[[ Records provided, beginning ]]

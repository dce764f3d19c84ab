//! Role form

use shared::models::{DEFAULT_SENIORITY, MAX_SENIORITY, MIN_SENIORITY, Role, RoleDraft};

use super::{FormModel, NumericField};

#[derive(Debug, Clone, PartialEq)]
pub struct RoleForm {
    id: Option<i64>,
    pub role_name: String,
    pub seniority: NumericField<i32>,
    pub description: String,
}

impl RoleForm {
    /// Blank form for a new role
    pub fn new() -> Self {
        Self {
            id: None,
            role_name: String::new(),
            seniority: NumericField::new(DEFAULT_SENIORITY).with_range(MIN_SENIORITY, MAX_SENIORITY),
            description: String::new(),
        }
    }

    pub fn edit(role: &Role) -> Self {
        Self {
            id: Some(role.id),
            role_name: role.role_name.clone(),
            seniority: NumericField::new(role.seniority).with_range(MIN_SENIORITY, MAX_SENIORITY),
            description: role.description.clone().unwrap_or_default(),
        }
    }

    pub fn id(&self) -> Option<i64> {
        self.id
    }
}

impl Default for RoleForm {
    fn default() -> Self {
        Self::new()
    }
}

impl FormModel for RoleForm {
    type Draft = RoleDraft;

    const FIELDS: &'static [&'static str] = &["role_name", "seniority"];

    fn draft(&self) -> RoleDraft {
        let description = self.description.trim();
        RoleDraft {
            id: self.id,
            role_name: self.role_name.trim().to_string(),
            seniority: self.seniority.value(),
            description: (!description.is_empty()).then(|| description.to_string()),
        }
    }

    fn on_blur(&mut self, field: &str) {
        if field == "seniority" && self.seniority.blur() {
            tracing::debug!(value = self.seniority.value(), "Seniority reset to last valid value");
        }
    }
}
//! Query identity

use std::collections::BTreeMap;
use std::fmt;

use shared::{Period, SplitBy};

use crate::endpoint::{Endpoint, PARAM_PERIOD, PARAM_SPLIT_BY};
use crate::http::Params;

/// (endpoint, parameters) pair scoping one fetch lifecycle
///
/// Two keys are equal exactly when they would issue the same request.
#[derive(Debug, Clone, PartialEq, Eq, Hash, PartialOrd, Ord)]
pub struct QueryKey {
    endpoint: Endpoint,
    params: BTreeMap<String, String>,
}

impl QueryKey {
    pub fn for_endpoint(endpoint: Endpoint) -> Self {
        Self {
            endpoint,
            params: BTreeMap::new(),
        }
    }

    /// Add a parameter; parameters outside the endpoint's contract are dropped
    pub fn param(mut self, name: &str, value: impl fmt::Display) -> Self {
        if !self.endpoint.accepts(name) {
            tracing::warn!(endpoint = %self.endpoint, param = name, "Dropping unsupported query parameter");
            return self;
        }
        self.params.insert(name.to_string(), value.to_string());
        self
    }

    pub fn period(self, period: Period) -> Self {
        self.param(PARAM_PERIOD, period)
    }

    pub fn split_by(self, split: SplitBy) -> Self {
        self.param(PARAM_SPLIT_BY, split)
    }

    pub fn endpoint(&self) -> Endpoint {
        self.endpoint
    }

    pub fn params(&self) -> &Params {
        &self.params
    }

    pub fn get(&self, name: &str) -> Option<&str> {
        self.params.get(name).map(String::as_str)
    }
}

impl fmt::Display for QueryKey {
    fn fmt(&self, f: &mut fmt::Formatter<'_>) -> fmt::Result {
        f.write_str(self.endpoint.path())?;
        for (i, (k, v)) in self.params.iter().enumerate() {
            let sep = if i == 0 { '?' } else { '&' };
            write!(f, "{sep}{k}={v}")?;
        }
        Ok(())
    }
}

[[ Records provided, end ]]

Task item ▸
Find "pub fn for_endpoint(endpoint: Endpoint)" in the material above; set down exactly the line holding it and every line after it, through the last, and no others.

Reply to the exercise ▸
    pub fn for_endpoint(endpoint: Endpoint) -> Self {
        Self {
            endpoint,
            params: BTreeMap::new(),
        }
    }

    /// Add a parameter; parameters outside the endpoint's contract are dropped
    pub fn param(mut self, name: &str, value: impl fmt::Display) -> Self {
        if !self.endpoint.accepts(name) {
            tracing::warn!(endpoint = %self.endpoint, param = name, "Dropping unsupported query parameter");
            return self;
        }
        self.params.insert(name.to_string(), value.to_string());
        self
    }

    pub fn period(self, period: Period) -> Self {
        self.param(PARAM_PERIOD, period)
    }

    pub fn split_by(self, split: SplitBy) -> Self {
        self.param(PARAM_SPLIT_BY, split)
    }

    pub fn endpoint(&self) -> Endpoint {
        self.endpoint
    }

    pub fn params(&self) -> &Params {
        &self.params
    }

    pub fn get(&self, name: &str) -> Option<&str> {
        self.params.get(name).map(String::as_str)
    }
}

impl fmt::Display for QueryKey {
    fn fmt(&self, f: &mut fmt::Formatter<'_>) -> fmt::Result {
        f.write_str(self.endpoint.path())?;
        for (i, (k, v)) in self.params.iter().enumerate() {
            let sep = if i == 0 { '?' } else { '&' };
            write!(f, "{sep}{k}={v}")?;
        }
        Ok(())
    }
}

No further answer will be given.